**** Task data ****
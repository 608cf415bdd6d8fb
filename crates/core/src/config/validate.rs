use reqwest::Url;

use super::{types::Config, ConfigError};
use crate::cache::MAX_VALUE_LEN;

/// Validate configuration
/// Currently validates:
/// - At least one source is configured
/// - Timeouts and cache age are not 0
/// - The cache budget can hold at least one regular value
/// - Base URLs are absolute http(s) URLs
pub fn validate_config(config: &Config) -> Result<(), ConfigError> {
    // Source validation
    let sources = &config.sources;
    if !sources.yts.enabled && !sources.ibit.enabled {
        return Err(ConfigError::ValidationError(
            "at least one of sources.yts and sources.ibit must be enabled".to_string(),
        ));
    }
    if sources.timeout_secs == 0 {
        return Err(ConfigError::ValidationError(
            "sources.timeout_secs cannot be 0".to_string(),
        ));
    }
    if sources.yts.enabled {
        validate_base_url("sources.yts.base_url", &sources.yts.base_url)?;
    }
    if sources.ibit.enabled {
        validate_base_url("sources.ibit.base_url", &sources.ibit.base_url)?;
    }

    // Cache validation
    if config.cache.max_age_secs == 0 {
        return Err(ConfigError::ValidationError(
            "cache.max_age_secs cannot be 0".to_string(),
        ));
    }
    if config.cache.max_bytes < MAX_VALUE_LEN {
        return Err(ConfigError::ValidationError(format!(
            "cache.max_bytes must be at least {}",
            MAX_VALUE_LEN
        )));
    }

    Ok(())
}

fn validate_base_url(field: &str, value: &str) -> Result<(), ConfigError> {
    let url = Url::parse(value)
        .map_err(|e| ConfigError::ValidationError(format!("{} is not a valid URL: {}", field, e)))?;
    if url.scheme() != "http" && url.scheme() != "https" {
        return Err(ConfigError::ValidationError(format!(
            "{} must be an http or https URL",
            field
        )));
    }
    Ok(())
}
****
Output each of the records exactly as it stands above.

Reply —
repository 608cf415bdd6d8fb
filename crates/core/src/config/validate.rs
use reqwest::Url;

use super::{types::Config, ConfigError};
use crate::cache::MAX_VALUE_LEN;

/// Validate configuration
/// Currently validates:
/// - At least one source is configured
/// - Timeouts and cache age are not 0
/// - The cache budget can hold at least one regular value
/// - Base URLs are absolute http(s) URLs
pub fn validate_config(config: &Config) -> Result<(), ConfigError> {
    // Source validation
    let sources = &config.sources;
    if !sources.yts.enabled && !sources.ibit.enabled {
        return Err(ConfigError::ValidationError(
            "at least one of sources.yts and sources.ibit must be enabled".to_string(),
        ));
    }
    if sources.timeout_secs == 0 {
        return Err(ConfigError::ValidationError(
            "sources.timeout_secs cannot be 0".to_string(),
        ));
    }
    if sources.yts.enabled {
        validate_base_url("sources.yts.base_url", &sources.yts.base_url)?;
    }
    if sources.ibit.enabled {
        validate_base_url("sources.ibit.base_url", &sources.ibit.base_url)?;
    }

    // Cache validation
    if config.cache.max_age_secs == 0 {
        return Err(ConfigError::ValidationError(
            "cache.max_age_secs cannot be 0".to_string(),
        ));
    }
    if config.cache.max_bytes < MAX_VALUE_LEN {
        return Err(ConfigError::ValidationError(format!(
            "cache.max_bytes must be at least {}",
            MAX_VALUE_LEN
        )));
    }

    Ok(())
}

fn validate_base_url(field: &str, value: &str) -> Result<(), ConfigError> {
    let url = Url::parse(value)
        .map_err(|e| ConfigError::ValidationError(format!("{} is not a valid URL: {}", field, e)))?;
    if url.scheme() != "http" && url.scheme() != "https" {
        return Err(ConfigError::ValidationError(format!(
            "{} must be an http or https URL",
            field
        )));
    }
    Ok(())
}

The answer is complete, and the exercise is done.